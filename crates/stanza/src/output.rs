//! Output sinks.
//!
//! The app writes usage, errors and version text through [`Console`], so
//! tests can capture output with [`MockConsole`] instead of reading stdout.

use std::io;
use std::sync::{Arc, Mutex};

use console::Term;

/// A line-oriented output sink.
pub trait Console: Send + Sync {
    fn write_line(&self, line: &str) -> io::Result<()>;
}

/// Writes to standard output.
#[derive(Debug, Clone)]
pub struct RealConsole {
    term: Term,
}

impl RealConsole {
    pub fn new() -> Self {
        Self {
            term: Term::stdout(),
        }
    }
}

impl Default for RealConsole {
    fn default() -> Self {
        Self::new()
    }
}

impl Console for RealConsole {
    fn write_line(&self, line: &str) -> io::Result<()> {
        self.term.write_line(line)
    }
}

/// Captures lines in memory. Clones share the same buffer.
#[derive(Debug, Clone, Default)]
pub struct MockConsole {
    lines: Arc<Mutex<Vec<String>>>,
}

impl MockConsole {
    pub fn new() -> Self {
        Self::default()
    }

    /// All captured lines.
    pub fn lines(&self) -> Vec<String> {
        self.lines
            .lock()
            .map(|lines| lines.clone())
            .unwrap_or_default()
    }

    /// Captured lines joined with newlines.
    pub fn output(&self) -> String {
        self.lines().join("\n")
    }
}

impl Console for MockConsole {
    fn write_line(&self, line: &str) -> io::Result<()> {
        let mut lines = self
            .lines
            .lock()
            .map_err(|_| io::Error::other("console buffer poisoned"))?;
        lines.push(line.to_string());
        Ok(())
    }
}

/// Writes every line, logging instead of failing when the sink is gone.
pub(crate) fn emit(console: &dyn Console, lines: &[String]) {
    for line in lines {
        if let Err(err) = console.write_line(line) {
            tracing::warn!(error = %err, "failed to write output");
            return;
        }
    }
}

#[cfg(test)]
mod tests {
    use super::*;

    #[test]
    fn mock_console_captures_lines() {
        let console = MockConsole::new();
        console.write_line("Usage: app").unwrap();
        console.write_line("").unwrap();

        assert_eq!(console.lines(), vec!["Usage: app", ""]);
        assert_eq!(console.output(), "Usage: app\n");
    }

    #[test]
    fn mock_console_clones_share_buffer() {
        let console = MockConsole::new();
        let handle = console.clone();
        emit(&console, &["one".to_string(), "two".to_string()]);
        assert_eq!(handle.output(), "one\ntwo");
    }
}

* What the task asks: Copy, please, exactly the lines that start at the first line of the data and end at the line containing "Self::default()", both kept and no others.

* Response box:
filename crates/stanza/src/output.rs
//! Output sinks.
//!
//! The app writes usage, errors and version text through [`Console`], so
//! tests can capture output with [`MockConsole`] instead of reading stdout.

use std::io;
use std::sync::{Arc, Mutex};

use console::Term;

/// A line-oriented output sink.
pub trait Console: Send + Sync {
    fn write_line(&self, line: &str) -> io::Result<()>;
}

/// Writes to standard output.
#[derive(Debug, Clone)]
pub struct RealConsole {
    term: Term,
}

impl RealConsole {
    pub fn new() -> Self {
        Self {
            term: Term::stdout(),
        }
    }
}

impl Default for RealConsole {
    fn default() -> Self {
        Self::new()
    }
}

impl Console for RealConsole {
    fn write_line(&self, line: &str) -> io::Result<()> {
        self.term.write_line(line)
    }
}

/// Captures lines in memory. Clones share the same buffer.
#[derive(Debug, Clone, Default)]
pub struct MockConsole {
    lines: Arc<Mutex<Vec<String>>>,
}

impl MockConsole {
    pub fn new() -> Self {
        Self::default()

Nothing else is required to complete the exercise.